Exercise brief:
Your answer must be every line of the data that holds the string "info".

Data in this exercise:

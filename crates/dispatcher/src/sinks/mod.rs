//! Sink implementations
//!
//! `LogSink` and `MemorySink` are synchronous transports. `NetworkWriter`
//! and `FileWriter` are async bus writers meant to sit behind a
//! `QueuedSink`.

mod file;
mod log;
mod memory;
mod network;

pub use self::file::{FileWriter, FileWriterConfig};
pub use self::log::LogSink;
pub use self::memory::{Advertised, MemorySink, Published};
pub use self::network::{NetworkWriter, NetworkWriterConfig};
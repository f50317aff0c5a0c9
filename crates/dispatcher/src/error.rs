//! Dispatcher error types

use thiserror::Error;

/// Dispatcher-specific errors
#[derive(Debug, Error)]
pub enum DispatcherError {
    /// Transport creation error
    #[error("failed to create transport '{name}': {message}")]
    TransportCreation { name: String, message: String },

    /// Missing or malformed transport parameter
    #[error("invalid parameter '{param}' for transport '{name}': {message}")]
    InvalidParam {
        name: String,
        param: String,
        message: String,
    },

    /// Contract error (aggregate channel advertise at build time)
    #[error("dispatch error: {0}")]
    Contract(#[from] contracts::ContractError),

    /// IO error
    #[error("io error: {0}")]
    Io(#[from] std::io::Error),
}

impl DispatcherError {
    /// Create a transport creation error
    pub fn transport_creation(name: impl Into<String>, message: impl Into<String>) -> Self {
        Self::TransportCreation {
            name: name.into(),
            message: message.into(),
        }
    }

    pub fn invalid_param(
        name: impl Into<String>,
        param: impl Into<String>,
        message: impl Into<String>,
    ) -> Self {
        Self::InvalidParam {
            name: name.into(),
            param: param.into(),
            message: message.into(),
        }
    }
}
//! LogSink - logs advertisements and message summaries via tracing

use contracts::{ChannelHandle, ContractError, OutboundMessage, TransportSink};
use tracing::{debug, info};

/// Sink that logs instead of publishing, for debugging
pub struct LogSink {
    name: String,
}

impl LogSink {
    /// Create a new LogSink with the given name
    pub fn new(name: impl Into<String>) -> Self {
        Self { name: name.into() }
    }

    fn log_message_summary(&self, channel: &ChannelHandle, message: &OutboundMessage) {
        let stamp = message.header().stamp;
        match message {
            OutboundMessage::Pose(m) => debug!(
                sink = %self.name,
                topic = %channel,
                secs = stamp.secs,
                nsecs = stamp.nsecs,
                x = m.pose.position.x,
                y = m.pose.position.y,
                z = m.pose.position.z,
                "Pose"
            ),
            OutboundMessage::Point(m) => debug!(
                sink = %self.name,
                topic = %channel,
                secs = stamp.secs,
                nsecs = stamp.nsecs,
                x = m.point.x,
                y = m.point.y,
                z = m.point.z,
                "Point"
            ),
            OutboundMessage::Visualization(m) => debug!(
                sink = %self.name,
                topic = %channel,
                secs = stamp.secs,
                nsecs = stamp.nsecs,
                points = m.points.len(),
                scale = m.scale.x,
                "Visualization"
            ),
        }
    }
}

impl TransportSink for LogSink {
    fn name(&self) -> &str {
        &self.name
    }

    fn advertise(
        &mut self,
        channel: &ChannelHandle,
        message_type: &'static str,
    ) -> Result<(), ContractError> {
        info!(sink = %self.name, topic = %channel, message_type, "Advertised");
        Ok(())
    }

    fn publish(
        &mut self,
        channel: &ChannelHandle,
        message: &OutboundMessage,
    ) -> Result<(), ContractError> {
        self.log_message_summary(channel, message);
        Ok(())
    }
}

#[cfg(test)]
mod tests {
    use super::*;
    use contracts::{Header, Pose, PoseStamped, Quaternion, Stamp, Vector3};

    #[test]
    fn test_log_sink_publish() {
        let mut sink = LogSink::new("test_log");
        let channel = ChannelHandle::new(0, "/mocap/rigid_bodies/0/pose");
        let message = OutboundMessage::Pose(PoseStamped {
            header: Header {
                frame_id: "mocap_motive".to_string(),
                stamp: Stamp { secs: 1, nsecs: 0 },
            },
            pose: Pose {
                position: Vector3::default(),
                orientation: Quaternion::IDENTITY,
            },
        });

        assert!(sink.advertise(&channel, PoseStamped::TYPE_NAME).is_ok());
        assert!(sink.publish(&channel, &message).is_ok());
    }

    #[test]
    fn test_log_sink_name() {
        let sink = LogSink::new("my_logger");
        assert_eq!(sink.name(), "my_logger");
    }
}
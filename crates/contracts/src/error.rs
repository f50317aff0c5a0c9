//! Layered error definitions
//!
//! Categorized by source: config / connection / dispatch / codec / io

use thiserror::Error;

/// Unified error type
#[derive(Debug, Error)]
pub enum ContractError {
    // ===== Configuration Errors =====
    /// Malformed or missing parameter
    #[error("config validation error at '{field}': {message}")]
    ConfigValidation { field: String, message: String },

    // ===== Frame Source Errors =====
    /// Frame source could not be reached (fatal at startup)
    #[error("connection error for '{address}': {message}")]
    Connection { address: String, message: String },

    /// Frame source receive loop failed
    #[error("frame source '{source_name}' receive error: {message}")]
    Receive {
        source_name: String,
        message: String,
    },

    // ===== Dispatch Errors =====
    /// Channel could not be advertised on the bus
    #[error("sink '{sink_name}' failed to advertise '{topic}': {message}")]
    Advertise {
        sink_name: String,
        topic: String,
        message: String,
    },

    /// Message could not be published (per entity, recoverable)
    #[error("sink '{sink_name}' failed to publish on '{topic}': {message}")]
    Publish {
        sink_name: String,
        topic: String,
        message: String,
    },

    /// Mean marker size requested over an empty marker set
    #[error("degenerate frame at t={timestamp}: no markers to aggregate")]
    DegenerateFrame { timestamp: f64 },

    // ===== Codec Errors =====
    /// Wire encode/decode error
    #[error("codec error ({format}): {message}")]
    Codec {
        format: &'static str,
        message: String,
    },

    // ===== General Errors =====
    /// IO error
    #[error("io error: {0}")]
    Io(#[from] std::io::Error),
}

impl ContractError {
    /// Create configuration validation error
    pub fn config_validation(field: impl Into<String>, message: impl Into<String>) -> Self {
        Self::ConfigValidation {
            field: field.into(),
            message: message.into(),
        }
    }

    /// Create connection error
    pub fn connection(address: impl Into<String>, message: impl Into<String>) -> Self {
        Self::Connection {
            address: address.into(),
            message: message.into(),
        }
    }

    /// Create receive error
    pub fn receive(source_name: impl Into<String>, message: impl Into<String>) -> Self {
        Self::Receive {
            source_name: source_name.into(),
            message: message.into(),
        }
    }

    /// Create advertise error
    pub fn advertise(
        sink_name: impl Into<String>,
        topic: impl Into<String>,
        message: impl Into<String>,
    ) -> Self {
        Self::Advertise {
            sink_name: sink_name.into(),
            topic: topic.into(),
            message: message.into(),
        }
    }

    /// Create publish error
    pub fn publish(
        sink_name: impl Into<String>,
        topic: impl Into<String>,
        message: impl Into<String>,
    ) -> Self {
        Self::Publish {
            sink_name: sink_name.into(),
            topic: topic.into(),
            message: message.into(),
        }
    }

    /// Create codec error
    pub fn codec(format: &'static str, message: impl Into<String>) -> Self {
        Self::Codec {
            format,
            message: message.into(),
        }
    }

    /// Whether the error should stop the process
    pub fn is_fatal(&self) -> bool {
        matches!(self, Self::Connection { .. } | Self::Receive { .. })
    }
}

#[cfg(test)]
mod tests {
    use super::*;

    #[test]
    fn test_error_messages_carry_context() {
        let err = ContractError::publish("udp", "/mocap/markers/3", "queue full");
        assert_eq!(
            err.to_string(),
            "sink 'udp' failed to publish on '/mocap/markers/3': queue full"
        );
        assert!(!err.is_fatal());
    }

    #[test]
    fn test_connection_is_fatal() {
        let err = ContractError::connection("tracker:1511", "no route to host");
        assert!(err.is_fatal());
        assert!(err.to_string().contains("tracker:1511"));
    }
}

Exercise output:
use tracing::{debug, info};
        info!(sink = %self.name, topic = %channel, message_type, "Advertised");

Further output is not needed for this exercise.